* Stored data entries

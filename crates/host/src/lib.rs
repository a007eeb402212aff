use thiserror::Error;

pub mod app;
pub mod sim;

pub use app::{
    centered_placement, run_headless, stacked_below, ActionStates, DriverError, EdgeDetector,
    FrameHandler, FrameTime, InputAction, InputScript, InputSnapshot, LoopConfig, LoopSummary,
    OverlayFrame, OverlayLine, OverlaySlot, Placement, ScriptedHold, TextTone,
};
pub use sim::{
    HostObject, HostValue, HostWorld, MemberDef, MemberHandle, MemberKind, MemberScope,
    MemberSource, ModuleId, ObjectId, Simulation, Transform, TypeHandle, TypeRegistry, Vec3,
};

/// Failure surfaced by the host simulation while probing or reading one of
/// its objects. Every variant is recoverable from the caller's side.
#[derive(Debug, Clone, PartialEq, Eq, Error)]
pub enum HostError {
    #[error("unknown module handle {0}")]
    UnknownModule(u32),
    #[error("failed to load types from module {module}: {reason}")]
    TypeLoad { module: String, reason: String },
    #[error("unknown type handle {0}")]
    UnknownType(u32),
    #[error("unknown member handle {index} on type {owner}")]
    UnknownMember { owner: u32, index: u32 },
    #[error("member {member} faulted: {reason}")]
    MemberFault { member: String, reason: String },
    #[error("member {member} cannot be used as {expected}")]
    WrongAccess {
        member: String,
        expected: &'static str,
    },
    #[error("member {member} expects a {expected} target, got {actual}")]
    TargetMismatch {
        member: String,
        expected: &'static str,
        actual: &'static str,
    },
    #[error("object {0} no longer exists")]
    DanglingObject(u64),
    #[error("object {object} has no attribute {attribute}")]
    MissingAttribute { object: u64, attribute: String },
}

* Assignment
Go line by line through the records and copy those that contain the word "attribute".

* Output of the exercise
    #[error("object {object} has no attribute {attribute}")]
    MissingAttribute { object: u64, attribute: String },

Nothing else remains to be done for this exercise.